| About this exercise |
Line by line, retype the material below exactly, from its first line up to and including the one holding "fails the first".

| Data listing |
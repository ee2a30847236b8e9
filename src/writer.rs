//! Writing the two manifest artifacts as one unit.
//!
//! Both files are staged as temporary files next to their destinations and
//! renamed into place afterwards. If the second rename fails the first
//! destination is put back the way it was, so the JSON and the script never
//! disagree after a failed run.

use std::fs;
use std::io::{self, Write};
use std::path::{Path, PathBuf};

use tempfile::NamedTempFile;

use crate::error::ManifestError;
use crate::report::print_restore_failure;

/// Content destined for a single output path.
#[derive(Debug, Clone, PartialEq, Eq)]
pub struct Artifact {
    pub path: PathBuf,
    pub content: String,
}

impl Artifact {
    pub fn new(path: impl Into<PathBuf>, content: impl Into<String>) -> Self {
        Self {
            path: path.into(),
            content: content.into(),
        }
    }

    /// Returns true if the file on disk already holds exactly this content.
    pub fn is_current(&self) -> bool {
        match fs::read(&self.path) {
            Ok(existing) => existing == self.content.as_bytes(),
            Err(_) => false,
        }
    }
}

/// Writes `first` and `second` so that either both are replaced or neither is.
///
/// # Errors
///
/// Returns [`ManifestError::WriteOutput`] naming the destination that failed.
pub fn write_pair(first: &Artifact, second: &Artifact) -> Result<(), ManifestError> {
    let staged_first = stage(first)?;
    let staged_second = stage(second)?;

    let previous_first = snapshot(&first.path);

    staged_first
        .persist(&first.path)
        .map_err(|e| write_error(&first.path, e.error))?;

    if let Err(e) = staged_second.persist(&second.path) {
        if let Err(restore_error) = restore(&first.path, previous_first) {
            print_restore_failure(&first.path, &restore_error);
        }
        return Err(write_error(&second.path, e.error));
    }

    Ok(())
}

/// Writes the artifact content to a temporary file in the destination's directory.
fn stage(artifact: &Artifact) -> Result<NamedTempFile, ManifestError> {
    let dir = parent_dir(&artifact.path);

    let mut file = tempfile::Builder::new()
        .prefix(".toolmanifest-")
        .suffix(".tmp")
        .tempfile_in(dir)
        .map_err(|e| write_error(&artifact.path, e))?;

    file.write_all(artifact.content.as_bytes())
        .and_then(|_| file.as_file().sync_all())
        .map_err(|e| write_error(&artifact.path, e))?;

    Ok(file)
}

/// Previous content of `path`, `None` if it did not exist.
fn snapshot(path: &Path) -> Option<Vec<u8>> {
    fs::read(path).ok()
}

/// Puts `path` back to its previous content, removing it if it did not exist.
fn restore(path: &Path, previous: Option<Vec<u8>>) -> io::Result<()> {
    match previous {
        Some(bytes) => fs::write(path, bytes),
        None => fs::remove_file(path),
    }
}

fn parent_dir(path: &Path) -> &Path {
    match path.parent() {
        Some(parent) if !parent.as_os_str().is_empty() => parent,
        _ => Path::new("."),
    }
}

fn write_error(path: &Path, source: io::Error) -> ManifestError {
    ManifestError::WriteOutput {
        path: path.to_path_buf(),
        source,
    }
}
//! Listing the tool directory.
//!
//! Only the immediate entries of the source directory are considered and
//! only their names decide whether they qualify.

use std::cmp::Ordering;
use std::fs;
use std::io;
use std::path::Path;

use feruca::{Collator, Locale, Tailoring};

use crate::error::ManifestError;
use crate::naming::is_html;

/// A qualifying file found in the source directory.
#[derive(Debug, Clone, PartialEq, Eq)]
pub struct ToolFile {
    /// Filename as listed by the directory scan
    pub filename: String,
    /// Set when the name on disk was not valid UTF-8 and had to be replaced lossily
    pub lossy: bool,
}

/// Lists the `.html` entries of `dir`, sorted with [`locale_cmp`].
///
/// # Errors
///
/// Returns [`ManifestError::ReadDir`] if the directory or any of its entries
/// cannot be listed. Nothing has been written at that point.
pub fn list_tool_files(dir: &Path) -> Result<Vec<ToolFile>, ManifestError> {
    let read_dir_error = |source: io::Error| ManifestError::ReadDir {
        path: dir.to_path_buf(),
        source,
    };

    let mut files = Vec::new();
    for entry in fs::read_dir(dir).map_err(read_dir_error)? {
        let entry = entry.map_err(read_dir_error)?;
        let os_name = entry.file_name();

        let file = match os_name.to_str() {
            Some(name) => ToolFile {
                filename: name.to_string(),
                lossy: false,
            },
            None => ToolFile {
                filename: os_name.to_string_lossy().into_owned(),
                lossy: true,
            },
        };

        if is_html(&file.filename) {
            files.push(file);
        }
    }

    let mut collator = root_collator();
    files.sort_by(|a, b| collator.collate(a.filename.as_str(), b.filename.as_str()));
    Ok(files)
}

/// Locale-aware ascending comparison of two names.
///
/// Uses the Unicode collation algorithm with the CLDR root order:
/// punctuation is not ignored (`_` < `-` < `.` < digits < letters), accented
/// letters sort next to their base letter and lowercase precedes uppercase.
/// Names that collate equal are ordered by code point so the order is total.
pub fn locale_cmp(a: &str, b: &str) -> Ordering {
    root_collator().collate(a, b)
}

fn root_collator() -> Collator {
    Collator::new(Tailoring::Cldr(Locale::Root), false, true)
}
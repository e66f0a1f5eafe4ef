use chrono::Local;
use homecourt_api::{DisplayGame, TeamSide, teams};
use tui::buffer::Buffer;
use tui::layout::Rect;
use tui::style::{Color, Modifier, Style};
use tui::text::{Line, Span};
use tui::widgets::{Block, BorderType, Borders, Paragraph, Widget};

/// Rows one card occupies, borders included.
pub const CARD_HEIGHT: u16 = 7;

/// One upcoming game for the followed team.
pub struct GameCard<'a> {
    pub game: &'a DisplayGame,
    /// Followed team as displayed in the title.
    pub team: &'a str,
}

impl Widget for GameCard<'_> {
    fn render(self, area: Rect, buf: &mut Buffer) {
        let block = Block::default()
            .borders(Borders::ALL)
            .border_type(BorderType::Rounded)
            .border_style(Style::default().fg(Color::DarkGray))
            .title(Span::styled(
                format!(" {} ", title(self.team, self.game)),
                Style::default().add_modifier(Modifier::BOLD),
            ));
        let inner = block.inner(area);
        block.render(area, buf);
        if inner.width == 0 || inner.height == 0 {
            return;
        }

        let label = Style::default().fg(Color::Gray);
        let when = self
            .game
            .start_time
            .with_timezone(&Local)
            .format("%B %-d, %Y at %I:%M %p")
            .to_string();

        let lines = vec![
            Line::from(vec![Span::styled("Date:     ", label), Span::raw(when)]),
            Line::from(vec![Span::styled("Venue:    ", label), Span::raw(self.game.venue_name.as_str())]),
            Line::from(vec![
                Span::styled("Tickets:  ", label),
                Span::styled(
                    self.game.lowest_ticket_price.as_str(),
                    Style::default().fg(Color::Green),
                ),
                Span::styled("   Odds: ", label),
                Span::raw(odds_text(self.game)),
            ]),
            Line::from(vec![Span::styled("Injuries: ", label), Span::raw(injury_text(self.game))]),
            Line::from(vec![
                Span::styled("Logo:     ", label),
                Span::styled(
                    teams::name_to_logo_id(&self.game.opponent_name),
                    Style::default().fg(Color::DarkGray),
                ),
            ]),
        ];

        Paragraph::new(lines).render(inner, buf);
    }
}

/// "Miami Heat @ Boston Celtics" on the road, "vs" otherwise.
fn title(team: &str, game: &DisplayGame) -> String {
    let sep = match game.side {
        TeamSide::Away => "@",
        TeamSide::Home | TeamSide::Neither => "vs",
    };
    format!("{team} {sep} {}", game.opponent_name)
}

fn odds_text(game: &DisplayGame) -> String {
    if let Some(pct) = game.win_odds {
        return format!("~{pct:.0}% to win");
    }
    match (game.home_moneyline.as_deref(), game.implied_home_win_percent()) {
        (Some(line), Some(pct)) => format!("home {line} (~{pct}% home win)"),
        (Some(line), None) => format!("home {line}"),
        _ => "odds n/a".to_string(),
    }
}

fn injury_text(game: &DisplayGame) -> String {
    match game.injured_players.as_deref() {
        Some(players) if !players.is_empty() => players.join(", "),
        _ => "no reported injuries".to_string(),
    }
}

| Output |
repository ee2a30847236b8e9
filename src/writer.rs
//! Writing the two manifest artifacts as one unit.
//!
//! Both files are staged as temporary files next to their destinations and
//! renamed into place afterwards. If the second rename fails the first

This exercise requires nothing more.